The Twelve Nidānas describe a causal connection between the subsequent characteristics/conditions of cyclic existence, each giving rise to the next:

  1. Avidyā: ignorance, specifically spiritual
  2. Saṃskāras: literally formations, explained as referring to Karma.
  3. Vijñāna: consciousness, specifically discriminative
  4. Nāmarūpa: literally name and form, referring to mind and body
  5. Ṣaḍāyatana: the six sense bases: eye, ear, nose, tongue, body and mind-organ
  6. Sparśa: variously translated contact, impression, stimulation (by a sense object)

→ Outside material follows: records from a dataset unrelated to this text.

//! Serve flowsim sessions over HTTP and WebSocket.
//!
//! ```bash
//! flowsim-server --listen 0.0.0.0:8080 --tick-ms 500 --max-sessions 64
//! ```

use anyhow::{Context as _, Result};
use clap::Parser;
use flowsim::{EngineConfig, RegistryConfig, SessionRegistry};
use flowsim_server::{AppState, router};
use std::{future::pending, net::SocketAddr, time::Duration};
use tokio::{net::TcpListener, signal};
use tracing::{error, info};
use tracing_subscriber::EnvFilter;

#[derive(Parser, Debug)]
#[command(name = "flowsim-server")]
#[command(version, about, long_about = None)]
struct Cli {
    /// Address to listen on
    #[arg(long, default_value = "127.0.0.1:8080")]
    listen: SocketAddr,

    /// Wall clock milliseconds between two ticks of a session
    #[arg(long, default_value = "1000")]
    tick_ms: u64,

    /// Maximum number of live sessions
    #[arg(long, default_value = "1024")]
    max_sessions: usize,

    /// Stop sessions without commands nor subscribers after this many seconds
    #[arg(long, default_value = "300")]
    idle_timeout_secs: u64,

    /// Log filter used when `RUST_LOG` is not set
    #[arg(long, default_value = "info")]
    log_level: String,
}

#[tokio::main]
async fn main() -> Result<()> {
    let cli = Cli::parse();

    tracing_subscriber::fmt()
        .with_env_filter(
            EnvFilter::try_from_default_env().unwrap_or_else(|_| EnvFilter::new(&cli.log_level)),
        )
        .init();

    let engine = EngineConfig::default()
        .with_tick_period(Duration::from_millis(cli.tick_ms))
        .with_idle_timeout(Duration::from_secs(cli.idle_timeout_secs));
    let registry = SessionRegistry::new(
        RegistryConfig::default()
            .with_engine(engine)
            .with_max_sessions(cli.max_sessions),
    );
    let reaper = registry.spawn_reaper();

    let listener = TcpListener::bind(cli.listen)
        .await
        .with_context(|| format!("Failed to listen on {}", cli.listen))?;
    info!(addr = %cli.listen, "flowsim server listening");

    axum::serve(listener, router(AppState::new(registry.clone())))
        .with_graceful_shutdown(shutdown_signal(registry))
        .await
        .context("HTTP server error")?;

    reaper.await.context("session reaper panicked")?;
    info!("flowsim server stopped");
    Ok(())
}

/// Resolves on ctrl-c once every session is stopped, which also closes
/// the open WebSockets so the graceful shutdown can complete.
async fn shutdown_signal(registry: SessionRegistry) {
    if let Err(error) = signal::ctrl_c().await {
        error!(%error, "cannot listen for ctrl-c, serving until killed");
        pending::<()>().await;
    }

    info!("shutting down");
    if let Err(error) = registry.shutdown().await {
        error!(error = ?error, "sessions did not stop cleanly");
    }
}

  7. Vedanā: usually translated feeling: this is the “hedonic tone”, i.e. whether something is pleasant, unpleasant or neutral
  8. Tṛṣṇā: literally thirst, but in Buddhism nearly always used to mean craving
  9. Upādāna: clinging or grasping; the word also means fuel, which feeds the continuing cycle of rebirth
  10. Bhava: literally being (existence) or becoming. (The Theravada explains this as having two meanings: karma, which produces a new existence, and the existence itself.)
  11. Jāti: literally birth, but life is understood as starting at conception
  12. Jarāmaraṇa (old age and death) and also śokaparidevaduḥkhadaurmanasyopāyāsa (sorrow, lamentation, pain, sadness, and misery)

Sentient beings always suffer throughout samsara, until they free themselves from this suffering by attaining Nirvana. Then the absence of the first Nidāna, ignorance, leads to the absence of the others.